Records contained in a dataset
====================

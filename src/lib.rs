//! # Glove Monitor Core Library
//!
//! Live visualizer for a two-handed flex-sensor glove rig. Each glove reports
//! five finger readings as 16-bit frames; reader loops decode them into a
//! shared store and a renderer draws one bar per finger.
//!
//! ```text
//! transport bytes -> frame decoder -> ReadingStore::set -> notify -> renderer
//! ```
//!
//! ## Crate Structure
//!
//! - **`hardware`**: `Hand`/`FingerId`, the 16-bit frame decoder and poll-frame
//!   layout, the shared `ReadingStore`, and a simulated glove.
//! - **`link`**: Reader loops. `socket` is the TCP text stand-in, `rfcomm`
//!   polls a Bluetooth glove.
//! - **`supervisor`**: Starts one reader per connection, stops and joins them.
//! - **`gui`**: The eframe/egui window and a headless console renderer.
//! - **`config`**: Figment-based configuration (TOML + `GLOVE_` env vars).
//! - **`telemetry`**: `tracing-subscriber` setup.
//! - **`error`**: The `GloveError` enum used across the crate.

pub mod config;
pub mod error;
pub mod gui;
pub mod hardware;
pub mod link;
pub mod supervisor;
pub mod telemetry;

pub use error::{GloveError, GloveResult};
pub use hardware::{decode, FingerId, Hand, Reading, ReadingStore};
pub use supervisor::Supervisor;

====================

[TASK STATEMENT]: Beginning with the line that holds "a Bluetooth glove.", please give again each line exactly until the records end, and include that final line.

[RESULT FOR THIS TASK]:
//!   polls a Bluetooth glove.
//! - **`supervisor`**: Starts one reader per connection, stops and joins them.
//! - **`gui`**: The eframe/egui window and a headless console renderer.
//! - **`config`**: Figment-based configuration (TOML + `GLOVE_` env vars).
//! - **`telemetry`**: `tracing-subscriber` setup.
//! - **`error`**: The `GloveError` enum used across the crate.

pub mod config;
pub mod error;
pub mod gui;
pub mod hardware;
pub mod link;
pub mod supervisor;
pub mod telemetry;

pub use error::{GloveError, GloveResult};
pub use hardware::{decode, FingerId, Hand, Reading, ReadingStore};
pub use supervisor::Supervisor;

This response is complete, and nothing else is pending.